Start of Block
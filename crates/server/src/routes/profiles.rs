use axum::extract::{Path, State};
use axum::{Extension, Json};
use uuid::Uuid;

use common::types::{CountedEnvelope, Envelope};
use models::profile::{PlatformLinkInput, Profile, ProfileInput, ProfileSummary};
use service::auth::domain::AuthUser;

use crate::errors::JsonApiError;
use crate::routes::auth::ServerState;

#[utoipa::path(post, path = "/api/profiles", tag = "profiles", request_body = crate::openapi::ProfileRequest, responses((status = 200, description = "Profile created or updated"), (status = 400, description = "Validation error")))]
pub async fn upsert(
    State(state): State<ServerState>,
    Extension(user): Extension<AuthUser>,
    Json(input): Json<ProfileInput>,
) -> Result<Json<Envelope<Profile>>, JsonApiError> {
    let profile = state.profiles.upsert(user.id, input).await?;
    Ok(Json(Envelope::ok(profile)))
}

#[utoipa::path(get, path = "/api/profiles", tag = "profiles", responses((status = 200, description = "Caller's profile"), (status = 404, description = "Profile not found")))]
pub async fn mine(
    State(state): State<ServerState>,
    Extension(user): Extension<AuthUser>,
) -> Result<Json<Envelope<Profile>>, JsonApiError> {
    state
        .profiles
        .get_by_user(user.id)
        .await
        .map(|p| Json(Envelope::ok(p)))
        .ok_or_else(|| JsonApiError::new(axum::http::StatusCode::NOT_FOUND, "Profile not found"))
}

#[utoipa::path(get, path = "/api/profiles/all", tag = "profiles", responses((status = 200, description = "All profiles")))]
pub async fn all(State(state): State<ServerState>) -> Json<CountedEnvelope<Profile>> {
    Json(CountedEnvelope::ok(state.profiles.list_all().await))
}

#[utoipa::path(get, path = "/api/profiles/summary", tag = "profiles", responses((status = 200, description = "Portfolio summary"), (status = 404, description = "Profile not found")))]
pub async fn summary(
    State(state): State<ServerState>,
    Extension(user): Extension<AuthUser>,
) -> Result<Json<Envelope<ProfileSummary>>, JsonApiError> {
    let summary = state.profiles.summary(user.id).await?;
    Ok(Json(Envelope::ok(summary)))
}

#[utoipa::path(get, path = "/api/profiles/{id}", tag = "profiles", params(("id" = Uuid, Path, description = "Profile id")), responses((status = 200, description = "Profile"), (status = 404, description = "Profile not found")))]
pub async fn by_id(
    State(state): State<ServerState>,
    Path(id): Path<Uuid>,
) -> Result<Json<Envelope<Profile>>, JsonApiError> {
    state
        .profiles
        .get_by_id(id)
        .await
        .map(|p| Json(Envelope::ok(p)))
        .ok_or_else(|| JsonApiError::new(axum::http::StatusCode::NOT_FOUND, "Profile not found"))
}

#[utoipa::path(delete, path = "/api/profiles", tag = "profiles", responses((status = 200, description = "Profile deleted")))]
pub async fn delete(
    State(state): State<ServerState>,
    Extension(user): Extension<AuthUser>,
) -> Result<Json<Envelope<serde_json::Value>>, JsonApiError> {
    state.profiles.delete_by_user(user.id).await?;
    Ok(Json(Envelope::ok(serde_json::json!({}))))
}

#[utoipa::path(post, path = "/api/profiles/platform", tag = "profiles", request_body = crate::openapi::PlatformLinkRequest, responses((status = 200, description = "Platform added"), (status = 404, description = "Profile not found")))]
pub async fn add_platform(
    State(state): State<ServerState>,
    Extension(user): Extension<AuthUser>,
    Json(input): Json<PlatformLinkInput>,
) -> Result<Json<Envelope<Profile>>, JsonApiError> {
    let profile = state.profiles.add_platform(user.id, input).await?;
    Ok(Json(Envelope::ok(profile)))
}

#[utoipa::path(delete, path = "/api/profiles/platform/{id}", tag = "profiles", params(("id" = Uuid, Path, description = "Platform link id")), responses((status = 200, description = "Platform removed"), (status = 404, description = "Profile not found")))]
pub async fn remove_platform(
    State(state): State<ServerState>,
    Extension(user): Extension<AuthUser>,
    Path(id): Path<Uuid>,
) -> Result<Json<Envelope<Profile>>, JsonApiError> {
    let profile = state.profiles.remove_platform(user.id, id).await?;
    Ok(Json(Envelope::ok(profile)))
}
End of Block
Start of Block
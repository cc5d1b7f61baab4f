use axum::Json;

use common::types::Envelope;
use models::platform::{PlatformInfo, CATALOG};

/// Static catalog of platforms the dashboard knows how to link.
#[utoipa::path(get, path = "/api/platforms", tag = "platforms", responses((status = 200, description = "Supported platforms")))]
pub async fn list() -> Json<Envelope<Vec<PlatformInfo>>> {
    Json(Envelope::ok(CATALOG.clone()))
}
End of Block
Start of Block
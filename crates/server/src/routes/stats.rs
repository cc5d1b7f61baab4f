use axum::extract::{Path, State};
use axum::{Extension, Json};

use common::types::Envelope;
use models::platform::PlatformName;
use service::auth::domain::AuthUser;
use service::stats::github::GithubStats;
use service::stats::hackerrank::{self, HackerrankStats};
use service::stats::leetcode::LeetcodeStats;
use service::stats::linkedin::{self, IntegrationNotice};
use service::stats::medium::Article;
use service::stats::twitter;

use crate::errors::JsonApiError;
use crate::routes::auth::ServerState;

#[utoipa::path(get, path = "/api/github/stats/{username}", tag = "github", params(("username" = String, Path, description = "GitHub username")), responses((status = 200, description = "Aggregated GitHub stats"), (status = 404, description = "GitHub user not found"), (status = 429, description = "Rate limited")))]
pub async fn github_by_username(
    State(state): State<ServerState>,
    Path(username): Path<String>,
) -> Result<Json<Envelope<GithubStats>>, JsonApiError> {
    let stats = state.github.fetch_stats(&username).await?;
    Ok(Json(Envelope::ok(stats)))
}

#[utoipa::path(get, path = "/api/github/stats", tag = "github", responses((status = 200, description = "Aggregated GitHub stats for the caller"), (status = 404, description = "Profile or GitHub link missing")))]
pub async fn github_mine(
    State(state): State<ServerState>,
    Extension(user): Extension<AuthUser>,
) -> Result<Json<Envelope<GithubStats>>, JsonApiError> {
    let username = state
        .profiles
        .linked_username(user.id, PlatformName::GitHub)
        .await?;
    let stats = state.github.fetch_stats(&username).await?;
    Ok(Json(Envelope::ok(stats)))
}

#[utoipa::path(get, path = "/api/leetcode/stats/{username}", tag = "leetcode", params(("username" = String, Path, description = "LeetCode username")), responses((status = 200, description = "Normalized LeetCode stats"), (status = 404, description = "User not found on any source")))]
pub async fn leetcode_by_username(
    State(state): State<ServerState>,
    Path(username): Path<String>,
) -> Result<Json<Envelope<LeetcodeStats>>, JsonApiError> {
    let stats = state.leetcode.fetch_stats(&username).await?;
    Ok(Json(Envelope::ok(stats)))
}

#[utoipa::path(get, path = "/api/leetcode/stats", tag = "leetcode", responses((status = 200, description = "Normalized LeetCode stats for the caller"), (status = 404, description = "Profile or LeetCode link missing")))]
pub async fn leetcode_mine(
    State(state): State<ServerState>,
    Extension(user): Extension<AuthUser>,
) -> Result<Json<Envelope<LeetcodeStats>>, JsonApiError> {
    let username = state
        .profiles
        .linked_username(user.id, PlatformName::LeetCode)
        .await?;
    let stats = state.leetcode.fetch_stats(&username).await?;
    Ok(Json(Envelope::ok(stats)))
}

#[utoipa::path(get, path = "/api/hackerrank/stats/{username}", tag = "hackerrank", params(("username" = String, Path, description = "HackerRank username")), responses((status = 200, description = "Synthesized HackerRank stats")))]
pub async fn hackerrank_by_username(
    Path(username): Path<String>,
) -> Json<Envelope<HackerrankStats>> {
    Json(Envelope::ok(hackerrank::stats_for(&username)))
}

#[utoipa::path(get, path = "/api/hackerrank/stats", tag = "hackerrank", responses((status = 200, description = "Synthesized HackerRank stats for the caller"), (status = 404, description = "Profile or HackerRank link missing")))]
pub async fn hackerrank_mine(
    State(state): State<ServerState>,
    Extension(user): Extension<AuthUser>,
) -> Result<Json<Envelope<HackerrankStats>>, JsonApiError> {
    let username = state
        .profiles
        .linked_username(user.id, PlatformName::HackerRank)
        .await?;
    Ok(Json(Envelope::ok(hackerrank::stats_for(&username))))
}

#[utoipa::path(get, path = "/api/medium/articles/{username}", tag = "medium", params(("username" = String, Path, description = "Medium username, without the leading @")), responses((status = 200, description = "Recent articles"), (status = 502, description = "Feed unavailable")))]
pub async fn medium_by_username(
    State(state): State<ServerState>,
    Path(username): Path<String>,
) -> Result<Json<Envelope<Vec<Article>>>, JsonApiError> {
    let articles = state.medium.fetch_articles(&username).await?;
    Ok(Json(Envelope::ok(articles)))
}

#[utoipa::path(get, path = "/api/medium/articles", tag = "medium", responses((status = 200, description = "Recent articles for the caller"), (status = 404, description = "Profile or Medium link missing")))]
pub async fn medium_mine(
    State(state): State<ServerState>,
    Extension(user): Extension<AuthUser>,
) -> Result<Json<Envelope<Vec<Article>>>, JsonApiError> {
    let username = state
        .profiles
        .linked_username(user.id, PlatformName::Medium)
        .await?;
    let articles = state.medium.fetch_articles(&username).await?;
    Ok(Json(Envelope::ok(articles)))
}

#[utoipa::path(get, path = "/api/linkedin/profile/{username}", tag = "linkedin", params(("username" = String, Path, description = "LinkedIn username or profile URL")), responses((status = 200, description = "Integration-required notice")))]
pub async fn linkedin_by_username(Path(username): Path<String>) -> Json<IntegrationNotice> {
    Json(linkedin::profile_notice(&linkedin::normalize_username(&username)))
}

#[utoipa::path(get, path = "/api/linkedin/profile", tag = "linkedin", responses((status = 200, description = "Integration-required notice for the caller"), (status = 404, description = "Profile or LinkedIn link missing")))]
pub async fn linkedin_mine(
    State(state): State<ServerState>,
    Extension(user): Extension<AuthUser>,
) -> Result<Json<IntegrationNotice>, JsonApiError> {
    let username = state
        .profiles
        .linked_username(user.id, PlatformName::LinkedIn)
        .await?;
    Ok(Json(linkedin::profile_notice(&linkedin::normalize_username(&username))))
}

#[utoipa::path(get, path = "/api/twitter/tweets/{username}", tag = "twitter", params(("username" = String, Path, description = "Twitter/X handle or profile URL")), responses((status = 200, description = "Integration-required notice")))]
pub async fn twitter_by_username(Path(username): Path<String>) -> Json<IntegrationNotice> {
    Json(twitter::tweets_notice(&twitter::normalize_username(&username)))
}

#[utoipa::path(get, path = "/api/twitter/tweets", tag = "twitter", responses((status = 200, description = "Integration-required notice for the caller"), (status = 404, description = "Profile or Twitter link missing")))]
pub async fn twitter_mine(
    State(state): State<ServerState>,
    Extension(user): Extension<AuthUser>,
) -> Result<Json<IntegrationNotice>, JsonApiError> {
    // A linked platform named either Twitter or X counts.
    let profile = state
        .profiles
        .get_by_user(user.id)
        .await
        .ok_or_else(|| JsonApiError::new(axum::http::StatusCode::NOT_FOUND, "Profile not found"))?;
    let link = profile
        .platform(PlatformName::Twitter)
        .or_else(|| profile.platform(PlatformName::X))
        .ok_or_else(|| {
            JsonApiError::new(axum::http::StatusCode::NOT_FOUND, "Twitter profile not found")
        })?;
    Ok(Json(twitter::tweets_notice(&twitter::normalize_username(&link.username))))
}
End of Block
Show the lines of the records that contain the word "Aggregated".

▶ SOLUTION BELOW:
#[utoipa::path(get, path = "/api/github/stats/{username}", tag = "github", params(("username" = String, Path, description = "GitHub username")), responses((status = 200, description = "Aggregated GitHub stats"), (status = 404, description = "GitHub user not found"), (status = 429, description = "Rate limited")))]
#[utoipa::path(get, path = "/api/github/stats", tag = "github", responses((status = 200, description = "Aggregated GitHub stats for the caller"), (status = 404, description = "Profile or GitHub link missing")))]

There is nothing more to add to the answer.